(Saved entries)

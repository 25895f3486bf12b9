use crate::services::twitch::command_service::CommandContext;

/// Full odds for a shiny.
pub const SHINY_ODDS: u32 = 8192;

pub fn handle_shinyroll(ctx: &mut CommandContext<'_>) -> Option<String> {
    let n = ctx.rng.roll(1, SHINY_ODDS);
    if n == SHINY_ODDS {
        Some(format!("RESULT: AMAZING {}! You rolled {}!!!", ctx.chatter_name(), n))
    } else {
        Some(format!("RESULT: {} rolled {}!", ctx.chatter_name(), n))
    }
}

▶ _Task requirements_
Reproduce each record above exactly, keeping every word as it stands.

▶ _Your solution_
repository 25895f3486bf12b9
use crate::services::twitch::command_service::CommandContext;

/// Full odds for a shiny.
pub const SHINY_ODDS: u32 = 8192;

pub fn handle_shinyroll(ctx: &mut CommandContext<'_>) -> Option<String> {
    let n = ctx.rng.roll(1, SHINY_ODDS);
    if n == SHINY_ODDS {
        Some(format!("RESULT: AMAZING {}! You rolled {}!!!", ctx.chatter_name(), n))
    } else {
        Some(format!("RESULT: {} rolled {}!", ctx.chatter_name(), n))
    }
}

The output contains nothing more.